- [PROBLEM TO SOLVE]: Give the data below again, word for word.

- [PROVIDED RECORDS]:
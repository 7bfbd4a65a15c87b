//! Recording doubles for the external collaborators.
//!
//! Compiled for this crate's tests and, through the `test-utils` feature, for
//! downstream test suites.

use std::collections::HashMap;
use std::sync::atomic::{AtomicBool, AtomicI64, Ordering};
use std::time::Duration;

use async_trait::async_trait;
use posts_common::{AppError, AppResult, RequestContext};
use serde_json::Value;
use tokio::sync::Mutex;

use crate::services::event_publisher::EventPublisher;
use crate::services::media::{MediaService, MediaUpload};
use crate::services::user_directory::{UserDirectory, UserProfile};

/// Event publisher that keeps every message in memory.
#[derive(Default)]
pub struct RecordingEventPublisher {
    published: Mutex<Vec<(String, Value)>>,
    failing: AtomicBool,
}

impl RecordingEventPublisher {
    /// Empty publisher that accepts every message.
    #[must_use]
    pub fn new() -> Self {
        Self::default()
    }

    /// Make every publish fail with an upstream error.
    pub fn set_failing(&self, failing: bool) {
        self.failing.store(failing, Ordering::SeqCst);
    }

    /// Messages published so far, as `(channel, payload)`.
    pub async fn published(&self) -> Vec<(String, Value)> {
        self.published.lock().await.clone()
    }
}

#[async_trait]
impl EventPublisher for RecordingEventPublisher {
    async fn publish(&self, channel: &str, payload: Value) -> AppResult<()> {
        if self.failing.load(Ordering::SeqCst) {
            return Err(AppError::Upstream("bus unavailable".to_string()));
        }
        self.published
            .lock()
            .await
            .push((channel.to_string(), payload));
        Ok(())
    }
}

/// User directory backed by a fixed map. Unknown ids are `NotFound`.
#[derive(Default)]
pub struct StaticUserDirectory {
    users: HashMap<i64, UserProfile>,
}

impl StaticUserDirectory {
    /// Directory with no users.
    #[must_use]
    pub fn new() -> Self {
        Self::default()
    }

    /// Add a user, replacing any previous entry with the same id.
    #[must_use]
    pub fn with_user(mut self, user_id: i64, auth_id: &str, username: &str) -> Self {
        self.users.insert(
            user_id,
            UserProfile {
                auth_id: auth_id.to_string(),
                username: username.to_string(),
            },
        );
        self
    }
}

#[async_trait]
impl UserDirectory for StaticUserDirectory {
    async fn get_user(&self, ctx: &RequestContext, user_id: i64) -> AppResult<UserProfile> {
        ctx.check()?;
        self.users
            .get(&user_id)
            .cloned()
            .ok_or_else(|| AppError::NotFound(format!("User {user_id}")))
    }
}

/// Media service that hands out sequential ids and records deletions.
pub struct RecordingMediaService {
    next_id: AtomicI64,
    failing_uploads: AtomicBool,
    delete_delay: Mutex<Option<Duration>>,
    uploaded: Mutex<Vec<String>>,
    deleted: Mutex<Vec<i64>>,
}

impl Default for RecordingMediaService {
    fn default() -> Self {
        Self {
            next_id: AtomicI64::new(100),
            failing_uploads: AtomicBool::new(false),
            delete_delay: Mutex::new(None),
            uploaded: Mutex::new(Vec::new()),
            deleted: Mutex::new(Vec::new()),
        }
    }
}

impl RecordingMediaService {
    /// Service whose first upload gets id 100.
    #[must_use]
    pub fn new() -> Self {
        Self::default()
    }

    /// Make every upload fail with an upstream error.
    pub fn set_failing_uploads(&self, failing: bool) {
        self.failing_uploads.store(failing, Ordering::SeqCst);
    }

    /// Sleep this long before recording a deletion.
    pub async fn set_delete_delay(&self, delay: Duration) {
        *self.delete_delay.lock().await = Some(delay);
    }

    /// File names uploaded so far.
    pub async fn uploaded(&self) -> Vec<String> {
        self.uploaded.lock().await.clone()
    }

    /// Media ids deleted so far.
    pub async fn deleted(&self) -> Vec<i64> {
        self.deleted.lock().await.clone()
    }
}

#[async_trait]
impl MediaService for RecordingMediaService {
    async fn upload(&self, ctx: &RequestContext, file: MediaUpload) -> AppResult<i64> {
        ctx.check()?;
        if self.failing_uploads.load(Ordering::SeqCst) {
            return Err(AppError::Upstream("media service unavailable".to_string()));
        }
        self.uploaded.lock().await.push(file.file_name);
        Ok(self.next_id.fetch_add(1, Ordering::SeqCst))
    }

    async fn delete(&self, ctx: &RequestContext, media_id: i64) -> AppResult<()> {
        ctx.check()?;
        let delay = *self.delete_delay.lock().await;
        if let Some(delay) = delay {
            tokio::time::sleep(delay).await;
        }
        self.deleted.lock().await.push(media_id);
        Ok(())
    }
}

- [ANSWER SPACE]:
repository 7bfbd4a65a15c87b
//! Recording doubles for the external collaborators.
//!
//! Compiled for this crate's tests and, through the `test-utils` feature, for
//! downstream test suites.

use std::collections::HashMap;
use std::sync::atomic::{AtomicBool, AtomicI64, Ordering};
use std::time::Duration;

use async_trait::async_trait;
use posts_common::{AppError, AppResult, RequestContext};
use serde_json::Value;
use tokio::sync::Mutex;

use crate::services::event_publisher::EventPublisher;
use crate::services::media::{MediaService, MediaUpload};
use crate::services::user_directory::{UserDirectory, UserProfile};

/// Event publisher that keeps every message in memory.
#[derive(Default)]
pub struct RecordingEventPublisher {
    published: Mutex<Vec<(String, Value)>>,
    failing: AtomicBool,
}

impl RecordingEventPublisher {
    /// Empty publisher that accepts every message.
    #[must_use]
    pub fn new() -> Self {
        Self::default()
    }

    /// Make every publish fail with an upstream error.
    pub fn set_failing(&self, failing: bool) {
        self.failing.store(failing, Ordering::SeqCst);
    }

    /// Messages published so far, as `(channel, payload)`.
    pub async fn published(&self) -> Vec<(String, Value)> {
        self.published.lock().await.clone()
    }
}

#[async_trait]
impl EventPublisher for RecordingEventPublisher {
    async fn publish(&self, channel: &str, payload: Value) -> AppResult<()> {
        if self.failing.load(Ordering::SeqCst) {
            return Err(AppError::Upstream("bus unavailable".to_string()));
        }
        self.published
            .lock()
            .await
            .push((channel.to_string(), payload));
        Ok(())
    }
}

/// User directory backed by a fixed map. Unknown ids are `NotFound`.
#[derive(Default)]
pub struct StaticUserDirectory {
    users: HashMap<i64, UserProfile>,
}

impl StaticUserDirectory {
    /// Directory with no users.
    #[must_use]
    pub fn new() -> Self {
        Self::default()
    }

    /// Add a user, replacing any previous entry with the same id.
    #[must_use]
    pub fn with_user(mut self, user_id: i64, auth_id: &str, username: &str) -> Self {
        self.users.insert(
            user_id,
            UserProfile {
                auth_id: auth_id.to_string(),
                username: username.to_string(),
            },
        );
        self
    }
}

#[async_trait]
impl UserDirectory for StaticUserDirectory {
    async fn get_user(&self, ctx: &RequestContext, user_id: i64) -> AppResult<UserProfile> {
        ctx.check()?;
        self.users
            .get(&user_id)
            .cloned()
            .ok_or_else(|| AppError::NotFound(format!("User {user_id}")))
    }
}

/// Media service that hands out sequential ids and records deletions.
pub struct RecordingMediaService {
    next_id: AtomicI64,
    failing_uploads: AtomicBool,
    delete_delay: Mutex<Option<Duration>>,
    uploaded: Mutex<Vec<String>>,
    deleted: Mutex<Vec<i64>>,
}

impl Default for RecordingMediaService {
    fn default() -> Self {
        Self {
            next_id: AtomicI64::new(100),
            failing_uploads: AtomicBool::new(false),
            delete_delay: Mutex::new(None),
            uploaded: Mutex::new(Vec::new()),
            deleted: Mutex::new(Vec::new()),
        }
    }
}

impl RecordingMediaService {
    /// Service whose first upload gets id 100.
    #[must_use]
    pub fn new() -> Self {
        Self::default()
    }

    /// Make every upload fail with an upstream error.
    pub fn set_failing_uploads(&self, failing: bool) {
        self.failing_uploads.store(failing, Ordering::SeqCst);
    }

    /// Sleep this long before recording a deletion.
    pub async fn set_delete_delay(&self, delay: Duration) {
        *self.delete_delay.lock().await = Some(delay);
    }

    /// File names uploaded so far.
    pub async fn uploaded(&self) -> Vec<String> {
        self.uploaded.lock().await.clone()
    }

    /// Media ids deleted so far.
    pub async fn deleted(&self) -> Vec<i64> {
        self.deleted.lock().await.clone()
    }
}

#[async_trait]
impl MediaService for RecordingMediaService {
    async fn upload(&self, ctx: &RequestContext, file: MediaUpload) -> AppResult<i64> {
        ctx.check()?;
        if self.failing_uploads.load(Ordering::SeqCst) {
            return Err(AppError::Upstream("media service unavailable".to_string()));
        }
        self.uploaded.lock().await.push(file.file_name);
        Ok(self.next_id.fetch_add(1, Ordering::SeqCst))
    }

    async fn delete(&self, ctx: &RequestContext, media_id: i64) -> AppResult<()> {
        ctx.check()?;
        let delay = *self.delete_delay.lock().await;
        if let Some(delay) = delay {
            tokio::time::sleep(delay).await;
        }
        self.deleted.lock().await.push(media_id);
        Ok(())
    }
}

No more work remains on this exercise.